• Records from a data collection:
use axum::{
    body::Body,
    extract::Request,
    http::HeaderValue,
    middleware::Next,
    response::Response,
};
use uuid::Uuid;

/// HTTP header carrying the request ID
pub const REQUEST_ID_HEADER: &str = "x-request-id";

/// Request ID stored in request extensions
#[derive(Clone, Copy, Debug, PartialEq, Eq)]
pub struct RequestId(pub Uuid);

impl RequestId {
    /// Reuses a well-formed incoming ID, otherwise generates a fresh v4
    fn from_request(request: &Request) -> Self {
        request
            .headers()
            .get(REQUEST_ID_HEADER)
            .and_then(|h| h.to_str().ok())
            .and_then(|s| Uuid::parse_str(s).ok())
            .map(RequestId)
            .unwrap_or_else(|| RequestId(Uuid::new_v4()))
    }
}

impl std::fmt::Display for RequestId {
    fn fmt(&self, f: &mut std::fmt::Formatter<'_>) -> std::fmt::Result {
        write!(f, "{}", self.0)
    }
}

/// Tags every request with a [`RequestId`] and echoes it in the response headers
pub async fn request_id_middleware(mut request: Request, next: Next) -> Response {
    let request_id = RequestId::from_request(&request);
    request.extensions_mut().insert(request_id);

    let mut response = next.run(request).await;

    if let Ok(header_value) = HeaderValue::from_str(&request_id.to_string()) {
        response.headers_mut().insert(REQUEST_ID_HEADER, header_value);
    }

    response
}

/// Tracing span for one page or form request, keyed by request ID
pub fn make_span_with_request_id(request: &Request<Body>) -> tracing::Span {
    let request_id = request
        .extensions()
        .get::<RequestId>()
        .map(|id| id.to_string())
        .unwrap_or_else(|| "unknown".to_string());

    tracing::info_span!(
        "web_request",
        method = %request.method(),
        uri = %request.uri(),
        request_id = %request_id,
    )
}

• What the task requires: Nothing may be dropped or altered; repeat every record in full.

• Answer box:
use axum::{
    body::Body,
    extract::Request,
    http::HeaderValue,
    middleware::Next,
    response::Response,
};
use uuid::Uuid;

/// HTTP header carrying the request ID
pub const REQUEST_ID_HEADER: &str = "x-request-id";

/// Request ID stored in request extensions
#[derive(Clone, Copy, Debug, PartialEq, Eq)]
pub struct RequestId(pub Uuid);

impl RequestId {
    /// Reuses a well-formed incoming ID, otherwise generates a fresh v4
    fn from_request(request: &Request) -> Self {
        request
            .headers()
            .get(REQUEST_ID_HEADER)
            .and_then(|h| h.to_str().ok())
            .and_then(|s| Uuid::parse_str(s).ok())
            .map(RequestId)
            .unwrap_or_else(|| RequestId(Uuid::new_v4()))
    }
}

impl std::fmt::Display for RequestId {
    fn fmt(&self, f: &mut std::fmt::Formatter<'_>) -> std::fmt::Result {
        write!(f, "{}", self.0)
    }
}

/// Tags every request with a [`RequestId`] and echoes it in the response headers
pub async fn request_id_middleware(mut request: Request, next: Next) -> Response {
    let request_id = RequestId::from_request(&request);
    request.extensions_mut().insert(request_id);

    let mut response = next.run(request).await;

    if let Ok(header_value) = HeaderValue::from_str(&request_id.to_string()) {
        response.headers_mut().insert(REQUEST_ID_HEADER, header_value);
    }

    response
}

/// Tracing span for one page or form request, keyed by request ID
pub fn make_span_with_request_id(request: &Request<Body>) -> tracing::Span {
    let request_id = request
        .extensions()
        .get::<RequestId>()
        .map(|id| id.to_string())
        .unwrap_or_else(|| "unknown".to_string());

    tracing::info_span!(
        "web_request",
        method = %request.method(),
        uri = %request.uri(),
        request_id = %request_id,
    )
}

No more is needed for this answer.